Daly had two houses and two or three lots in town at time of his hanging, including a cabin on the west side of Court St. south of Pine. His ghost is said to still appear in Aurora, initially during the first anniversary of his execution.

==Prominent members==

===George Lloyd===
George Lloyd was a member of the Daly Gang noteworthy for being the only member killed by John Daly while he and the gang were serving as lawmen in Aurora. Lloyd was a participant in a gunfight that took place in a Sacramento wharf and resulted in the death of a number of men, including some of his relatives. He was tried and imprisoned, but was soon released. John Daly, acting as a peace-officer, met Lloyd in the Del Monte Exchange Saloon. After an argument, the two drew their guns and fired at each other. George was mortally wounded and died later.

===Tom Carberry===
Another one of the Daly Gang's most notorious and well-documented members was Irish-born Tom Carberry, nicknamed “Irish Tom”. He was one of the most feared gunfighters in Aurora and Austin, Nevada, having fought a number of shootouts with fellow gunfighters and bandits. When the gang was finally captured by the vigilantes, Carberry was one of those freed after proving he had nothing to do with the Johnson murder, and he was one of the lucky few who survived well after the gang's destruction.

One of Carberry's shootouts was his duel with fellow Daly gang member Vance, who had recently returned to Austin in August 1867. It was reported that Vance was envious of Carberry's reputation, and, wanting to test the latter's skills, Vance challenged him to a duel.
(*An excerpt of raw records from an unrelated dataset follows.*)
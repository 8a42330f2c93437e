use std::fmt;

use prism_config::ProviderId;
use thiserror::Error;

/// Operations exposed by the provider contract
#[derive(Debug, Clone, Copy, PartialEq, Eq)]
pub enum Operation {
    /// Content generation
    Generate,
    /// Token counting
    CountTokens,
    /// Content embedding
    Embed,
}

impl fmt::Display for Operation {
    fn fmt(&self, f: &mut fmt::Formatter<'_>) -> fmt::Result {
        f.write_str(match self {
            Self::Generate => "content generation",
            Self::CountTokens => "token counting",
            Self::Embed => "embedding",
        })
    }
}

/// Errors that can occur during LLM operations
///
/// All variants are terminal for the call that raised them: no retries
/// and no fallback to another provider happen at this layer.
#[derive(Debug, Error)]
pub enum LlmError {
    /// Backend has no equivalent capability
    #[error("{operation} is not supported by the {provider} provider")]
    Unsupported {
        provider: ProviderId,
        operation: Operation,
    },

    /// Input uses a content kind the selected backend cannot represent
    #[error("unsupported content: {0}")]
    UnsupportedContent(String),

    /// Backend returned a tool call whose arguments are not valid JSON
    #[error("failed to parse tool arguments for tool {tool}: {reason}")]
    MalformedToolCall { tool: String, reason: String },

    /// Transport, authentication or quota failure surfaced by the backend
    #[error("upstream error: {0}")]
    Upstream(String),

    /// Unexpected internal error
    #[error("internal error: {0}")]
    Internal(#[from] anyhow::Error),
}
//! Connectivity probe tests

mod harness;

use std::time::{Duration, Instant};

use harness::mock_backend::MockBackend;
use prism_config::{ProviderId, ProviderSettings};
use prism_llm::probe::{ProbeResult, probe};

fn settings(pairs: &[(&str, &str)]) -> ProviderSettings {
    pairs
        .iter()
        .map(|(k, v)| ((*k).to_owned(), (*v).to_owned()))
        .collect()
}

fn failure_message(result: ProbeResult) -> String {
    match result {
        ProbeResult::Failed { message } => message,
        ProbeResult::Ok => panic!("expected probe failure"),
    }
}

#[tokio::test]
async fn gemini_probe_succeeds_without_settings() {
    assert!(probe(ProviderId::Gemini, None).await.is_ok());
}

#[tokio::test]
async fn openai_probe_succeeds_against_reachable_backend() {
    let mock = MockBackend::start().await.unwrap();
    let settings = settings(&[("base_url", &mock.base_url()), ("api_key", "sk-test")]);

    assert!(probe(ProviderId::OpenAi, Some(&settings)).await.is_ok());
}

#[tokio::test]
async fn anthropic_probe_sends_minimal_generation_request() {
    let mock = MockBackend::start().await.unwrap();
    let settings = settings(&[("base_url", &mock.base_url()), ("api_key", "sk-ant-test")]);

    assert!(probe(ProviderId::Anthropic, Some(&settings)).await.is_ok());

    let body = mock.last_request().unwrap();
    assert_eq!(body["max_tokens"], 1);
    assert_eq!(body["messages"][0]["content"], "test");
    assert_eq!(mock.messages_count(), 1);
}

#[tokio::test]
async fn ollama_probe_succeeds_against_reachable_backend() {
    let mock = MockBackend::start().await.unwrap();
    let settings = settings(&[("base_url", &mock.host())]);

    assert!(probe(ProviderId::Ollama, Some(&settings)).await.is_ok());
}

#[tokio::test]
async fn ollama_probe_reports_unreachable_service() {
    // Bind then drop to get a port with nothing listening on it
    let listener = tokio::net::TcpListener::bind("127.0.0.1:0").await.unwrap();
    let host = format!("http://{}", listener.local_addr().unwrap());
    drop(listener);

    let settings = settings(&[("base_url", &host)]);
    let message = failure_message(probe(ProviderId::Ollama, Some(&settings)).await);

    assert_eq!(message, format!("Could not connect to Ollama at {host}. Is the Ollama service running?"));
}

#[tokio::test]
async fn probe_gives_up_after_five_seconds() {
    let mock = MockBackend::start_with_delay(Duration::from_secs(6)).await.unwrap();
    let settings = settings(&[("base_url", &mock.base_url())]);

    let started = Instant::now();
    let message = failure_message(probe(ProviderId::OpenAi, Some(&settings)).await);

    assert_eq!(message, "Connection timed out after 5 seconds");
    assert!(started.elapsed() < Duration::from_millis(5500));
}
use serde::{Deserialize, Serialize};

/// A group of function declarations offered to the model
#[derive(Debug, Clone, PartialEq, Serialize, Deserialize)]
#[serde(rename_all = "camelCase")]
pub struct Tool {
    /// Declared functions
    pub function_declarations: Vec<FunctionDeclaration>,
}

/// Declaration of a single callable function
#[derive(Debug, Clone, PartialEq, Serialize, Deserialize)]
pub struct FunctionDeclaration {
    /// Function name
    pub name: String,
    /// Human-readable description
    #[serde(default, skip_serializing_if = "Option::is_none")]
    pub description: Option<String>,
    /// JSON Schema for the parameters
    #[serde(default, skip_serializing_if = "Option::is_none")]
    pub parameters: Option<serde_json::Value>,
}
Carberry was unarmed at that time, so Vance told him to “get himself heeled” and come back with a weapon. Soon enough, Carberry brought his own pistol, and when he and Vance finally met face-to-face at Austin's main street, both immediately drew guns and commenced firing. During their shootout, Vance's shots missed, but the Irishman took a steadier aim and shot Vance dead. After that incident, only Irish Tom was left of the former Daly Gang in Aurora.

On September 5, 1868, Irish Tom had another duel, with a man named Charles Ridgely. It started when the two unfortunately met each other at Austin's International Hotel. The two men had a previous grudge against each other, and when they met, they started trading insults. Carberry then told Ridgely to get out of the building and arm himself, which the latter angrily obliged. Ridgley got out of the hotel, got his gun, and walked back to face Carberry. As he walked towards the hotel, Carberry suddenly called out to him from the street. Both then quickly drew their pistols and fired multiple shots. Their first shots missed but Tom managed to drill two bullets right into Ridgley's chest that would kill him minutes later. This event would be the last time Irish Tom or the Daly Gang would appear or be mentioned in the contemporary records.